Smoked pimento cheese
3 lb. cream cheese
¼ cup hot sauce
1½ tbsp. salt
2½ tsp. jalapeno powder
2½ tsp. ground white pepper
2½ tsp. smoked paprika
2½ tsp. granulated garlic
2 cups fire-roasted and smoked red peppers, chopped
1 cup pickled ramps, chopped
6 qt. shredded smoked cheddar cheese

Ground beef brisket
Caramelized red onions
Toasted buns
Sliced bread-and-butter pickles


1. Prepare mayonnaise: In stand mixer with whisk attachment, combine egg yolks and salt to taste. With mixer at high speed, whisk in lemon juice. Drizzle in oil, 2 to 3 tablespoons at a time, until thick and emulsified. Whisk in vinegar; season to taste. Set aside.

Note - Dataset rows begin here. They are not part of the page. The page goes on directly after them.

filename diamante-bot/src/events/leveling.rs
use poise::serenity_prelude as serenity;
use rand::Rng;
use serenity::Mentionable;
use tracing::{error, warn};

use diamante_core::Data;
use diamante_database::impls::users::{get_or_create_user, save_user};
use diamante_database::model::user::{XP_GAIN_MAX, XP_GAIN_MIN};

/// Accrue XP for an incoming guild message, applying the per-user cooldown
/// and announcing level-ups in the originating channel.
pub async fn handle_message_xp(
    ctx: &serenity::Context,
    data: &Data,
    message: &serenity::Message,
) {
    // Ignore bots and webhooks; direct messages accrue nothing.
    if message.author.bot || message.webhook_id.is_some() {
        return;
    }

    if message.guild_id.is_none() {
        return;
    }

    let user_id = message.author.id.get();
    if data.cooldowns.is_on_cooldown(user_id) {
        return;
    }

    let mut profile = match get_or_create_user(&data.db, user_id).await {
        Ok(profile) => profile,
        Err(source) => {
            error!(?source, "failed to load leveling profile");
            return;
        }
    };

    let gain = rand::rng().random_range(XP_GAIN_MIN..=XP_GAIN_MAX);
    let leveled_up = profile.grant_xp(gain);

    if leveled_up {
        let announcement = format!(
            "🎉 **Level Up!** {} subiu para o nível **{}**!",
            message.author.mention(),
            profile.level
        );
        if let Err(source) = message.channel_id.say(&ctx.http, announcement).await {
            warn!(?source, "failed to announce level-up");
        }
    }

    if let Err(source) = save_user(&data.db, &profile).await {
        error!(?source, "failed to persist leveling profile");
        return;
    }

    data.cooldowns.start_cooldown(user_id);
}
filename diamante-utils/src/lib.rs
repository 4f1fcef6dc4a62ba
/// Generic embed helpers shared across commands.
pub mod embed;
/// Shared time helpers.
pub mod time;
pub mod pergunta;
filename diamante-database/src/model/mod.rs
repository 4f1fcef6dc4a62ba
pub mod user;
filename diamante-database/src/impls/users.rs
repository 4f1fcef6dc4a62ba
use anyhow::Context as _;

use crate::{database::Database, model::user::UserProfile};

#[derive(sqlx::FromRow)]
struct UserRow {
    user_id: i64,
    diamantes: i64,
    level: i64,
    xp: i64,
    last_daily: Option<i64>,
}

impl UserRow {
    fn into_profile(self) -> anyhow::Result<UserProfile> {
        let user_id = u64::try_from(self.user_id).context("user_id row out of u64 range")?;
        Ok(UserProfile {
            user_id,
            diamantes: self.diamantes,
            level: self.level,
            xp: self.xp,
            last_daily: self.last_daily,
        })
    }
}

/// Look up a user's profile, returning `None` when no row exists.
pub async fn find_user(db: &Database, user_id: u64) -> anyhow::Result<Option<UserProfile>> {
    let user_id_i64 = i64::try_from(user_id).context("user_id out of i64 range")?;

    let row: Option<UserRow> = sqlx::query_as(
        "SELECT user_id, diamantes, level, xp, last_daily FROM users WHERE user_id = $1",
    )
    .bind(user_id_i64)
    .fetch_optional(db.pool())
    .await?;

    row.map(UserRow::into_profile).transpose()
}

/// Load a user's profile, inserting a row with schema defaults if absent.
///
/// The insert uses `ON CONFLICT DO NOTHING` so concurrent first accesses for
/// the same user settle on one row instead of racing a find-then-create pair.
pub async fn get_or_create_user(db: &Database, user_id: u64) -> anyhow::Result<UserProfile> {
    let user_id_i64 = i64::try_from(user_id).context("user_id out of i64 range")?;

    sqlx::query("INSERT INTO users (user_id) VALUES ($1) ON CONFLICT (user_id) DO NOTHING")
        .bind(user_id_i64)
        .execute(db.pool())
        .await?;

    let row: UserRow = sqlx::query_as(
        "SELECT user_id, diamantes, level, xp, last_daily FROM users WHERE user_id = $1",
    )
    .bind(user_id_i64)
    .fetch_one(db.pool())
    .await?;

    row.into_profile()
}

/// Persist all mutable fields of a profile by key.
pub async fn save_user(db: &Database, profile: &UserProfile) -> anyhow::Result<()> {
    let user_id_i64 = i64::try_from(profile.user_id).context("user_id out of i64 range")?;

    sqlx::query(
        "UPDATE users SET diamantes = $2, level = $3, xp = $4, last_daily = $5 WHERE user_id = $1",
    )
    .bind(user_id_i64)
    .bind(profile.diamantes)
    .bind(profile.level)
    .bind(profile.xp)
    .bind(profile.last_daily)
    .execute(db.pool())
    .await?;

    Ok(())
}
use diamante_core::{Context, Error};
use diamante_database::impls::users::find_user;
use diamante_database::model::user::UserProfile;
use diamante_utils::embed::build_rank_embed;

/// Economia: Vê seu nível e diamantes
#[poise::command(slash_command, category = "Economia")]
pub async fn rank(ctx: Context<'_>) -> Result<(), Error> {
    let user_id = ctx.author().id.get();

    // Unknown users see all-default values; the read path persists nothing.
    let profile = profile_or_defaults(find_user(&ctx.data().db, user_id).await?, user_id);

    let embed = build_rank_embed(
        &ctx.author().name,
        profile.diamantes,
        profile.level,
        profile.xp,
        profile.xp_to_next_level(),
    );

    ctx.send(poise::CreateReply::default().embed(embed)).await?;
    Ok(())
}

/// Map a store lookup onto the displayed profile: a stored row as-is, or
/// schema defaults for a never-seen user, without creating a row.
fn profile_or_defaults(profile: Option<UserProfile>, user_id: u64) -> UserProfile {
    profile.unwrap_or_else(|| UserProfile::with_defaults(user_id))
}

2. Prepare smoked pimento cheese: In clean mixing bowl, with paddle attachment for stand mixer, beat cream cheese until fluffy. Add 5 cups mayonnaise; blend until well mixed. Add hot sauce, salt, jalapeno powder, paprika and garlic; blend until well mixed. Fold in peppers, pickled ramps and smoked cheddar.
3. Per serving, form ground brisket into 6- to 8-ounce patties. Cook burger to desired doneness. Top with caramelized onions and 3 tablespoons smoked pimento cheese. Place under broiler and broil until cheese melts.
4. Place burger on bun; dress with arugula and pickles.